• [DIRECTIONS]
Restate word for word the span of lines that opens with the line containing "row from the" and closes with the last line of the material. Include both ends and nothing more.

• [DATA SECTION]

↓

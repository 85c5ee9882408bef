//! Fair Chance assessment API server library.
//!
//! Exposes the building blocks (config, state, error handling, routes,
//! per-subject sessions) so integration tests and the binary entrypoint can
//! both access them.

pub mod config;
pub mod error;
pub mod handlers;
pub mod response;
pub mod router;
pub mod routes;
pub mod sessions;
pub mod state;
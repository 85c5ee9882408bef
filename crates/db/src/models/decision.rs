//! Decision letter row model.

use fairchance_core::assessment::{Decision, DecisionType};
use fairchance_core::gateway::StorageError;
use fairchance_core::types::{DbId, SubjectId, Timestamp};
use serde::Serialize;
use sqlx::FromRow;

use super::step_from_db;

/// A row from the `assessment_decisions` table.
#[derive(Debug, Clone, FromRow, Serialize)]
pub struct DecisionRow {
    pub id: DbId,
    pub hr_id: DbId,
    pub candidate_id: DbId,
    pub decision_type: String,
    pub at_step: i16,
    pub hr_admin_name: String,
    pub company_name: String,
    pub sent_at: Timestamp,
    pub created_at: Timestamp,
    pub updated_at: Timestamp,
}

impl TryFrom<DecisionRow> for Decision {
    type Error = StorageError;

    fn try_from(row: DecisionRow) -> Result<Self, Self::Error> {
        let decision_type = DecisionType::from_str_db(&row.decision_type)
            .map_err(|e| StorageError::Corrupt(e.to_string()))?;
        Ok(Decision {
            subject: SubjectId::new(row.hr_id, row.candidate_id),
            decision_type,
            at_step: step_from_db("at_step", row.at_step)?,
            hr_admin_name: row.hr_admin_name,
            company_name: row.company_name,
            sent_at: row.sent_at,
        })
    }
}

↑

• [RESPONSE FOR THIS EXERCISE]
/// A row from the `assessment_decisions` table.
#[derive(Debug, Clone, FromRow, Serialize)]
pub struct DecisionRow {
    pub id: DbId,
    pub hr_id: DbId,
    pub candidate_id: DbId,
    pub decision_type: String,
    pub at_step: i16,
    pub hr_admin_name: String,
    pub company_name: String,
    pub sent_at: Timestamp,
    pub created_at: Timestamp,
    pub updated_at: Timestamp,
}

impl TryFrom<DecisionRow> for Decision {
    type Error = StorageError;

    fn try_from(row: DecisionRow) -> Result<Self, Self::Error> {
        let decision_type = DecisionType::from_str_db(&row.decision_type)
            .map_err(|e| StorageError::Corrupt(e.to_string()))?;
        Ok(Decision {
            subject: SubjectId::new(row.hr_id, row.candidate_id),
            decision_type,
            at_step: step_from_db("at_step", row.at_step)?,
            hr_admin_name: row.hr_admin_name,
            company_name: row.company_name,
            sent_at: row.sent_at,
        })
    }
}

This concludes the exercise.